By Tad Patzek: On the Green Queen’s Race


I wrote about the Red Queen’s race for diesel fuel here.

Tad Patzek today wrote about the Green Queen’s race for electricity.

Tad begins by pointing out that a recently update climate model is predicting more than 1 degree of additional warming than the previous model for our current CO2 levels. That’s bad news but seems consistent with what we observe every day in the news.

Then Tad gets to his main point:

…since 2004, the annual increases of total electricity consumption in the world have outpaced all electricity production by all PV arrays in the world…

This means that the Green Queen is not only not keeping up, she’s not even in the race. Except for one year, 2009, when the economy crashed.

Annual Electricity Change vs. Total PV Electricity

And we haven’t even begun to replace the other 84% of fossil energy that we use for non-electricity applications like heating, fertilizer, tractors, trucks, trains, ships, planes, mining, steel, cement, glass, etc..

Thus, there are no other paths but to shrink, shrink more and transit away from fossil fuels.

Once again I observe that facts don’t matter and denial defines our species.

16 thoughts on “By Tad Patzek: On the Green Queen’s Race”

    1. Yes, the other essays by Patzek in this series are also good…

      Part 1: The New Green Revolution, a.k.a. The Grand Transition to… ??

      Part 2: Green New Deal

      Part 3: Green New Deal, How?

      Part 4: Green New Deal, Any Other Paths?


  1. I like David Attenborough because he makes great nature docs that in addition to teaching about a particular species always stress & demonstrate the 1st rule of ecology – everything is connected. I think many people have learned more about the ‘natural’ world from watching Attenborough docs than they learned all through k-12.

    Just sharing this from today because it’s on topic

    David Attenborough says it’s ‘extraordinary’ climate deniers are in power in Australia

    “Appearing before the UK parliament’s business, energy and industrial strategy committee on how to tackle the climate emergency, the celebrated broadcaster and natural historian was asked about claims people were overreacting to the threat of a climate emergency.
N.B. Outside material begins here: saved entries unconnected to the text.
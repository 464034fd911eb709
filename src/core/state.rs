//! Shutdown state for serve mode.
//!
//! Ctrl+C sets `SHUTDOWN`, signals the stats watcher and unblocks the HTTP
//! server so the request loop returns and the relay can close its streams.

use std::sync::atomic::{AtomicBool, Ordering};
use std::sync::{Arc, OnceLock};

use tiny_http::Server;

/// Shutdown has been requested (Ctrl+C received)
static SHUTDOWN: AtomicBool = AtomicBool::new(false);

/// HTTP server reference for graceful shutdown
static SERVER: OnceLock<Arc<Server>> = OnceLock::new();

/// Shutdown signal sender for the watcher thread
static SHUTDOWN_TX: OnceLock<crossbeam::channel::Sender<()>> = OnceLock::new();

/// Setup the global Ctrl+C handler. Call once at program start
///
/// The handler behavior depends on whether a server has been registered:
/// - Before `register_server()`: exit immediately, nothing to clean up
/// - After `register_server()`: graceful shutdown (unblock server, stop watcher)
pub fn setup_shutdown_handler() -> anyhow::Result<()> {
    ctrlc::set_handler(|| {
        SHUTDOWN.store(true, Ordering::SeqCst);

        if let Some(tx) = SHUTDOWN_TX.get() {
            let _ = tx.send(());
        }

        if let Some(server) = SERVER.get() {
            crate::log!("serve"; "shutting down...");
            server.unblock();
        } else {
            std::process::exit(0);
        }
    })
    .map_err(|e| anyhow::anyhow!("failed to set Ctrl+C handler: {}", e))
}

/// Register the HTTP server for graceful shutdown
///
/// Call this after binding the server, before entering the request loop
pub fn register_server(server: Arc<Server>, shutdown_tx: crossbeam::channel::Sender<()>) {
    let _ = SERVER.set(server);
    let _ = SHUTDOWN_TX.set(shutdown_tx);
}

/// Check if shutdown has been requested
pub fn is_shutdown() -> bool {
    SHUTDOWN.load(Ordering::Relaxed)
}
//! Relay server: serves the hot middleware over tiny_http and feeds it from
//! a watched stats file.

mod debouncer;
mod hooks;
mod lifecycle;
mod response;
mod watch;

pub use hooks::{BuildStatus, ReloadCommand, reload_needed_callback, report_build};
pub use watch::{StatsWatcher, load_stats};

use crate::{
    config::{RelayConfig, cfg},
    log,
    relay::{CompilerHooks, HotMiddleware, RelayOptions, publisher::default_log},
};
use anyhow::{Context, Result};
use crossbeam::channel;
use std::net::SocketAddr;
use std::sync::Arc;
use tiny_http::{Request, Server};

/// Request worker threads. Push streams do not hold a worker.
const REQUEST_WORKERS: usize = 4;

/// Bound server ready to accept requests
pub struct BoundServer {
    server: Arc<Server>,
    addr: SocketAddr,
    shutdown_rx: channel::Receiver<()>,
}

/// Bind the HTTP server without starting the request loop
pub fn bind_server() -> Result<BoundServer> {
    let config = cfg();
    let (server, addr) = lifecycle::bind_with_retry(config.serve.interface, config.serve.port)?;
    let server = Arc::new(server);

    let (shutdown_tx, shutdown_rx) = channel::unbounded::<()>();
    lifecycle::register_server_for_shutdown(Arc::clone(&server), shutdown_tx);

    log!("serve"; "http://{}{}", addr, config.hmr.path);

    Ok(BoundServer {
        server,
        addr,
        shutdown_rx,
    })
}

/// Relay options from the `[hmr]` section.
pub fn relay_options(config: &RelayConfig) -> RelayOptions {
    RelayOptions {
        path: config.hmr.path.clone(),
        client_events_path: config.hmr.client_events_path.clone(),
        heartbeat: config.hmr.heartbeat_interval(),
        log: config.hmr.log.then(default_log),
        on_reload_needed: Some(reload_needed_callback(
            &config.hmr.on_reload_needed,
            config.get_root(),
        )),
    }
}

impl BoundServer {
    /// Get the bound address.
    pub fn addr(&self) -> SocketAddr {
        self.addr
    }

    /// Start watching and run the request loop (blocking).
    pub fn run(self) -> Result<()> {
        let config = cfg();
        let stats = config
            .watch
            .stats
            .clone()
            .context("No stats file configured")?;

        let mut watcher = StatsWatcher::new(stats, config.watch.debounce_window());
        let middleware = Arc::new(HotMiddleware::new(&mut watcher, relay_options(&config)));
        // Build log lines land between status blocks, so never overwrite them
        let overwrite = !config.hmr.log;
        watcher.on_done(Box::new(move |result| {
            if !overwrite {
                crate::logger::status_detach();
            }
            report_build(result);
        }));
        let watch_handle = watcher.spawn(self.shutdown_rx)?;

        let result = run_request_loop(&self.server, &middleware);

        middleware.close();
        lifecycle::wait_for_shutdown(Some(watch_handle));
        result
    }
}

fn run_request_loop(server: &Server, middleware: &Arc<HotMiddleware>) -> Result<()> {
    let pool = rayon::ThreadPoolBuilder::new()
        .num_threads(REQUEST_WORKERS)
        .thread_name(|i| format!("request-{i}"))
        .build()
        .context("Failed to create request thread pool")?;

    for request in server.incoming_requests() {
        let middleware = Arc::clone(middleware);
        pool.spawn(move || {
            if let Err(e) = handle_request(request, &middleware) {
                log!("serve"; "request error: {e}");
            }
        });
    }
    Ok(())
}

/// Handle a single HTTP request
fn handle_request(request: Request, middleware: &HotMiddleware) -> Result<()> {
    if crate::core::is_shutdown() {
        return response::respond_unavailable(request);
    }

    crate::debug!("serve"; "{} {}", request.method(), request.url());
    match middleware.handle(request) {
        Some(request) => response::respond_not_found(request),
        None => Ok(()),
    }
}
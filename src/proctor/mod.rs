//! Candidate-side client library: the laptop session with its local
//! proctoring sensor, and the phone used as a secondary camera.

pub mod error;
pub mod media;
pub mod mobile;
pub mod runtime;
pub mod sensor;
pub mod session;
pub mod snapshot;
pub mod ticker;
pub mod transport;

pub use error::{BlockReason, SessionError, SessionResult};
pub use mobile::{MobilePeer, Negotiation};
pub use runtime::{ProctoringSession, SessionOptions};
pub use session::{ExamSession, Overlay, SessionPhase};
pub use transport::{ExamBackend, HttpBackend, LocalBackend, SignalTransport};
    He replied: “I am sorry that there are people who are in power … notably, of course, [in] the United States but also in Australia [who are climate change deniers], which is extraordinary because Australia is already facing having to deal with some of the most extreme manifestations of climate change.”

    I don’t think it’s ‘extraordinary’ that climate deniers are in power in Australia or America. I think it’s absurd & to be expected givfn my understanding of what the humans are.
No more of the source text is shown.